Nadie se mueve, nadie habla, nadie vio, ni escuchó nada. “De ahí que mi voz sea una fruta amarga, sonido que no se oye”, escribe Salinas. Hay una vida ahogada dentro del caos que producen las balas y los ajusticiamientos cotidianos. En cada esquina la vida se paraliza por el miedo. “Hay amor, ya no podremos caminar igual por esa cuadra, ni vivir entre los muros y la casa por otra larga temporada”. Nadie está a salvo, ni entre la multitud de un estadio de futbol, mucho menos en la banqueta de la avenida Costera de Acapulco en la que bestias sin rostro dejan regueros de restos humanos. “Nos debemos al festín de los encapuchados”, dice el poeta.

Serial es un libro que tiene el acierto de regresarnos de los exilios interiores donde por tanto tiempo nos hemos evadido.

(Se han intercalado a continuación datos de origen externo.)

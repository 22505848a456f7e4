//! services/api/src/error.rs
//!
//! Errors that can stop the server from starting or serving.

use crate::config::ConfigError;

/// Returned from `main`.
#[derive(Debug, thiserror::Error)]
pub enum ApiError {
    /// The environment could not be turned into a `Config`.
    #[error("Invalid configuration: {0}")]
    Config(#[from] ConfigError),

    /// Binding the listener or serving failed.
    #[error("IO error: {0}")]
    Io(#[from] std::io::Error),

    /// Startup problems with no dedicated variant, such as a bad CORS origin.
    #[error("Startup failed: {0}")]
    Internal(String),
}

Nos trae de regreso de ese tiempo homogéneo y vacío de la memoria, del recuerdo y los días felices, al tiempo actual, el del presente que es lleno, llano y sin memoria pero es nuestro tiempo. En este tiempo, al igual que todo lo demás, a la violencia también la han desprendido de toda justificación ideológica, pues se matan disputando misceláneas, piélagos y cocinas, reclama el poeta. Se matan porque alguien se parecía a algún otro que cruzó la acera. Ajena a todo margen preestablecido, la violencia del narcotráfico ha creado su propia tercera orilla, su propia justificación, la del terror in situ, de la que se alimenta. “Ellos se adueñaron del tímido respiro de los peatones”, se lamenta el poeta.

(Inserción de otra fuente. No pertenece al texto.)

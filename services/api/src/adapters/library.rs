//! services/api/src/adapters/library.rs
//!
//! The catalog adapter, a concrete implementation of the `LibraryRepository`
//! port backed by the fixed in-memory dataset.

use async_trait::async_trait;
use shelf_aware_core::domain::{Book, MoodEntry, ReadingProgress, Review, Role, User};
use shelf_aware_core::fixtures::Library;
use shelf_aware_core::ports::{LibraryRepository, PortError, PortResult};

//=========================================================================================
// The Main Adapter Struct
//=========================================================================================

/// Serves the seeded library. Nothing here is ever mutated.
#[derive(Clone)]
pub struct FixtureLibrary {
    library: Library,
}

impl FixtureLibrary {
    pub fn new(library: Library) -> Self {
        Self { library }
    }
}

//=========================================================================================
// `LibraryRepository` Trait Implementation
//=========================================================================================

#[async_trait]
impl LibraryRepository for FixtureLibrary {
    async fn list_books(&self) -> PortResult<Vec<Book>> {
        Ok(self.library.books.clone())
    }

    async fn get_book(&self, book_id: &str) -> PortResult<Book> {
        self.library
            .books
            .iter()
            .find(|b| b.id == book_id)
            .cloned()
            .ok_or_else(|| PortError::NotFound(format!("Book {} not found", book_id)))
    }

    async fn list_progress(&self) -> PortResult<Vec<ReadingProgress>> {
        Ok(self.library.progress.clone())
    }

    async fn list_reviews(&self) -> PortResult<Vec<Review>> {
        Ok(self.library.reviews.clone())
    }

    async fn list_mood_history(&self) -> PortResult<Vec<MoodEntry>> {
        Ok(self.library.mood_history.clone())
    }

    async fn account(&self, role: Role) -> PortResult<User> {
        Ok(match role {
            Role::User => self.library.user.clone(),
            Role::Admin => self.library.admin.clone(),
        })
    }
}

El poeta Antonio Salinas ha creado un libro de pasmo, reflejo de una sociedad amordazada por el miedo. Un libro de admiración y asombro extremados por la violencia, que dejan como en suspenso la razón y el discurso. ¿Cómo decir con mis propias palabras que aquí toda roca se ablanda? Por más que escribo notas veo una grieta que no cierra con nada…, dice el poeta.

Serial es una alusión a una sociedad impotente, pasmada por el miedo: “Salgo de la casa con el miedo en los bolsillos. Cualquier ladrido me espanta cuando me gana el sueño”. Pero además, como dice uno de los poemas de Salinas: “No hay tribuna/ que se incendie de coraje/. Y “Como quien no quiere la cosa/ levanto mi voz pero nadie me hace segunda”.  Pero al final, todo se reduce al temor de hablar, a la mordaza que impone el terror y por eso, parafraseando un versículo bíblico, el poeta reclama: Quien no ha hurgado en el miedo/ que tire la primera piedra y no se esconda.

Los poemas de Antonio Salinas son un recuento lírico de los días aciagos que nos ha tocado vivir; un testimonio de que la violencia y el terror del crimen organizado no sólo matan el cuerpo físico, sino que también, lentamente matan la memoria, la pasman porque se vive al día, al filo de la navaja, a salto de mata: Se vuelven los recuerdos en mi contra/ así que está por demás disimularNo sé si los años me han enseñado o sólo me quitaron algo que no servía.

Pero aún entre las balas y el terror, la poesía canta, y canta a su objeto más preciado, canta al amor. En medio del humo, los matones, los autos polarizados, la sensación de sospecha, los restos humanos y las decapitaciones, el poeta se permite una pausa en el infierno para decirnos: si este amor llegó tarde en tiempos sombríos/ que mejor tarde, amor, que amordazados.



Serial

Antonio Salinas Bautista

Fondo Editorial Tierra Adentro, 2011.